La haut fonctionnaire à l’origine de l’enquête visant Édouard Philippe et son entourage au Havre a déposé une plainte avec constitution de partie civile. Elle réclame la désignation d’un juge d’instruction pour instruire des faits présumés de harcèlement moral, favoritisme et détournement de fonds publics.
La tension monte d’un cran dans l’affaire judiciaire qui éclabousse l’ancien Premier ministre et actuel maire du Havre, Édouard Philippe. Le 20 juin 2025, une plainte avec constitution de partie civile a été déposée auprès du tribunal judiciaire de Paris par une ex-directrice générale adjointe de la communauté urbaine Le Havre Seine Métropole. Cette démarche vise à obtenir la nomination d’un juge d’instruction et marque une nouvelle étape dans une procédure déjà bien entamée.
Depuis septembre 2023, le Parquet national financier enquête sur des accusations de prise illégale d’intérêts, favoritisme, harcèlement moral et détournement de fonds publics. Ces accusations concernent Édouard Philippe, son adjointe à l’innovation et au numérique Stéphanie de Bazelaire, ainsi que la directrice générale des services Claire-Sophie Tasias. Des perquisitions ont déjà eu lieu en avril 2024 au sein des locaux municipaux.
Une convention à 2,15 millions d’euros au cœur des soupçons
Au centre de la plainte : une convention signée en juillet 2020 entre la communauté urbaine et l’association LH French Tech, présidée par Mme de Bazelaire.

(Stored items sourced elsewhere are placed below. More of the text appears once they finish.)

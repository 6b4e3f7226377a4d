//! `multipart/x-mixed-replace` demultiplexing
//!
//! Cameras and stream gateways serve MJPEG as one endless HTTP body where
//! each still image is wrapped in a MIME part:
//!
//! ```text
//! +------------+-------------------+------+-----------+--------+------------+
//! | --boundary | Header: value\r\n | \r\n | payload   | \r\n   | --boundary | ...
//! +------------+-------------------+------+-----------+--------+------------+
//!              |<- header block ->|       |<- frame ->|
//! ```
//!
//! The demuxer accumulates raw bytes and yields a payload once the boundary
//! that follows it has arrived, so a part is never emitted half-received.

use bytes::{Buf, Bytes, BytesMut};
use thiserror::Error;

/// Boundary used by go2rtc's MJPEG endpoint
pub const DEFAULT_BOUNDARY: &str = "--frame";

/// Blank line terminating a part's header block
const HEADER_TERMINATOR: &[u8] = b"\r\n\r\n";

const CRLF: &[u8] = b"\r\n";

/// Reasons a part is discarded instead of emitted
#[derive(Debug, Clone, PartialEq, Eq, Error)]
pub enum FrameError {
    /// Nothing between header block and next boundary
    #[error("empty frame payload")]
    Empty,

    /// Payload (or its declared Content-Length) is over the limit
    #[error("frame of {len} bytes exceeds limit of {max}")]
    Oversized { len: usize, max: usize },

    /// A boundary appeared before the header block ended
    #[error("part without header terminator")]
    MissingHeader,

    /// Payload could not be turned into an image
    #[error("frame decode failed: {0}")]
    Decode(String),
}

/// Demultiplexer configuration
#[derive(Debug, Clone)]
pub struct DemuxConfig {
    /// Boundary marker including the leading dashes
    pub boundary: Vec<u8>,

    /// Largest payload accepted as a frame
    pub max_frame_size: usize,

    /// Buffer size at which undelimited data is thrown away
    pub buffer_ceiling: usize,
}

impl Default for DemuxConfig {
    fn default() -> Self {
        Self {
            boundary: DEFAULT_BOUNDARY.as_bytes().to_vec(),
            max_frame_size: 8 * 1024 * 1024,  // 8MB
            buffer_ceiling: 16 * 1024 * 1024, // 16MB
        }
    }
}

impl DemuxConfig {
    /// Set the boundary token.
    ///
    /// Accepts the token as it appears in the `Content-Type` header
    /// (`boundary=frame`) or with its leading dashes (`--frame`).
    pub fn boundary(mut self, token: &str) -> Self {
        let token = token.trim();
        self.boundary = if token.starts_with("--") {
            token.as_bytes().to_vec()
        } else {
            format!("--{token}").into_bytes()
        };
        self
    }

    /// Set the maximum frame size; the buffer ceiling grows to fit two frames
    pub fn max_frame_size(mut self, size: usize) -> Self {
        self.max_frame_size = size.max(1);
        self.buffer_ceiling = self.buffer_ceiling.max(self.max_frame_size * 2);
        self
    }

    /// Set the buffer ceiling (never below one maximum-size frame)
    pub fn buffer_ceiling(mut self, size: usize) -> Self {
        self.buffer_ceiling = size.max(self.max_frame_size + self.boundary.len());
        self
    }
}

/// Counters kept by the demuxer
#[derive(Debug, Clone, Copy, Default, PartialEq, Eq)]
pub struct DemuxStats {
    /// Frames handed out
    pub frames: u64,
    /// Parts dropped as corrupt
    pub dropped: u64,
    /// Times the buffer was cleared because no boundary showed up
    pub resyncs: u64,
}

/// Splits a multipart byte stream into frame payloads
#[derive(Debug)]
pub struct MultipartDemuxer {
    config: DemuxConfig,
    buffer: BytesMut,
    /// Offset where the search for the closing boundary resumes
    resume_at: usize,
    stats: DemuxStats,
}

impl MultipartDemuxer {
    /// Create a demuxer with default configuration
    pub fn new() -> Self {
        Self::with_config(DemuxConfig::default())
    }

    /// Create a demuxer with custom configuration
    pub fn with_config(config: DemuxConfig) -> Self {
        Self {
            config,
            buffer: BytesMut::new(),
            resume_at: 0,
            stats: DemuxStats::default(),
        }
    }

    /// Append raw bytes and iterate over the frames they complete.
    ///
    /// The iterator is lazy: frames not pulled from it stay buffered and are
    /// returned by the next call.
    pub fn feed(&mut self, data: &[u8]) -> Frames<'_> {
        self.buffer.extend_from_slice(data);
        Frames { demuxer: self }
    }

    /// Extract the next complete frame from already-buffered data
    pub fn next_frame(&mut self) -> Option<Bytes> {
        let boundary_len = self.config.boundary.len();

        loop {
            let Some(start) = find(&self.buffer, &self.config.boundary, 0) else {
                self.enforce_ceiling();
                return None;
            };
            if start > 0 {
                // preamble or garbage ahead of the first boundary
                self.consume(start);
            }

            let Some(header_end) = find(&self.buffer, HEADER_TERMINATOR, boundary_len) else {
                if let Some(next) = find(&self.buffer, &self.config.boundary, boundary_len) {
                    self.drop_part(next, FrameError::MissingHeader);
                    continue;
                }
                self.enforce_ceiling();
                return None;
            };

            // a boundary starting inside the header block means the part has no header
            let header_scan_end = (header_end + boundary_len).min(self.buffer.len());
            let header_block = &self.buffer[..header_scan_end];
            if let Some(next) = find(header_block, &self.config.boundary, boundary_len)
                .filter(|&next| next < header_end)
            {
                self.drop_part(next, FrameError::MissingHeader);
                continue;
            }

            let payload_start = header_end + HEADER_TERMINATOR.len();
            let search_from = payload_start.max(self.resume_at);
            let Some(end) = find(&self.buffer, &self.config.boundary, search_from) else {
                self.resume_at = self
                    .buffer
                    .len()
                    .saturating_sub(boundary_len.saturating_sub(1));
                self.enforce_ceiling();
                return None;
            };

            let declared = content_length(&self.buffer[boundary_len..header_end]);
            let mut payload_end = end;
            if payload_end >= payload_start + CRLF.len()
                && &self.buffer[payload_end - CRLF.len()..payload_end] == CRLF
            {
                payload_end -= CRLF.len();
            }
            let len = payload_end - payload_start;

            if let Err(err) = self.check(len, declared) {
                self.drop_part(end, err);
                continue;
            }

            let part = self.buffer.split_to(end).freeze();
            self.resume_at = 0;
            self.stats.frames += 1;
            return Some(part.slice(payload_start..payload_end));
        }
    }

    /// Number of bytes waiting for a boundary
    pub fn buffered(&self) -> usize {
        self.buffer.len()
    }

    /// Demuxer counters
    pub fn stats(&self) -> DemuxStats {
        self.stats
    }

    /// Discard all buffered data
    pub fn reset(&mut self) {
        self.buffer.clear();
        self.resume_at = 0;
    }

    fn check(&self, len: usize, declared: Option<usize>) -> Result<(), FrameError> {
        let max = self.config.max_frame_size;
        if let Some(declared) = declared.filter(|&d| d > max) {
            return Err(FrameError::Oversized { len: declared, max });
        }
        if len == 0 {
            return Err(FrameError::Empty);
        }
        if len > max {
            return Err(FrameError::Oversized { len, max });
        }
        Ok(())
    }

    /// Drop everything before `next`, keeping the boundary found there
    fn drop_part(&mut self, next: usize, err: FrameError) {
        tracing::debug!(error = %err, bytes = next, "Dropping corrupt multipart frame");
        self.stats.dropped += 1;
        self.consume(next);
    }

    fn consume(&mut self, n: usize) {
        self.buffer.advance(n);
        self.resume_at = 0;
    }

    /// Throw away undelimited data once the buffer passes the ceiling.
    ///
    /// A boundary-sized tail survives so a marker split across two reads is
    /// still recognised.
    fn enforce_ceiling(&mut self) {
        if self.buffer.len() <= self.config.buffer_ceiling {
            return;
        }
        let keep = self.config.boundary.len().saturating_sub(1);
        let discard = self.buffer.len() - keep;
        tracing::warn!(
            discarded = discard,
            ceiling = self.config.buffer_ceiling,
            "No multipart boundary within buffer ceiling, resynchronising"
        );
        self.consume(discard);
        self.stats.resyncs += 1;
    }
}

impl Default for MultipartDemuxer {
    fn default() -> Self {
        Self::new()
    }
}

/// Lazy iterator over frames completed by a [`MultipartDemuxer::feed`] call
pub struct Frames<'a> {
    demuxer: &'a mut MultipartDemuxer,
}

impl Iterator for Frames<'_> {
    type Item = Bytes;

    fn next(&mut self) -> Option<Bytes> {
        self.demuxer.next_frame()
    }
}

fn find(haystack: &[u8], needle: &[u8], from: usize) -> Option<usize> {
    if needle.is_empty() || from >= haystack.len() {
        return None;
    }
    haystack[from..]
        .windows(needle.len())
        .position(|window| window == needle)
        .map(|pos| pos + from)
}

/// `Content-Length` from a part's header block, if present and numeric
fn content_length(headers: &[u8]) -> Option<usize> {
    let text = std::str::from_utf8(headers).ok()?;
    text.split("\r\n").find_map(|line| {
        let (name, value) = line.split_once(':')?;
        if name.trim().eq_ignore_ascii_case("content-length") {
            value.trim().parse().ok()
        } else {
            None
        }
    })
}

Cette structure devait gérer la Cité numérique du Havre, moyennant une compensation publique de 2,154 millions d’euros sur quatre ans. L’ex-directrice générale adjointe de la communauté urbaine Le Havre Seine Métropole, alors chargée du dossier, affirme avoir alerté en interne dès 2020 sur la mauvaise gestion financière de l’association. La convention a finalement été rompue de manière anticipée en juin 2022.
Dans une note adressée à Édouard Philippe en septembre 2022, la plaignante signalait des « risques juridiques et pénaux », liés notamment au cumul de fonctions de Mme de Bazelaire, à l’origine également d’une vente de start-up à une société devenue par la suite prestataire de LH French Tech. Elle dénonce un possible pacte d’intérêts croisés.
Statut de lanceuse d’alerte et gestion contestée de l’École 42
Depuis janvier, l’ex DG adjointe de la collectivité bénéficie du statut de lanceuse d’alerte, reconnu par le Défenseur des droits. Sa plainte soulève d’autres éléments, comme des marchés publics passés sans appel d’offres et la situation jugée irrégulière de l’École 42, fondée par Xavier Niel, hébergée dans la Cité numérique sans bail signé en 2023. La directrice de l’école conteste toute irrégularité, tandis que Xavier Niel a décliné tout commentaire, affirmant « ne rien savoir » sur l’établissement havrais.
Une affaire à suivre dans un contexte préélectoral
Alors qu’Édouard Philippe a officialisé sa candidature à l’élection présidentielle de 2027, l’avocat de la plaignante, Jérôme Karsenti, interroge la capacité de la justice à agir avec indépendance dans ce « contexte préélectoral ». L’enquête préliminaire du Parquet national financier est toujours en cours.
Source : Le Monde.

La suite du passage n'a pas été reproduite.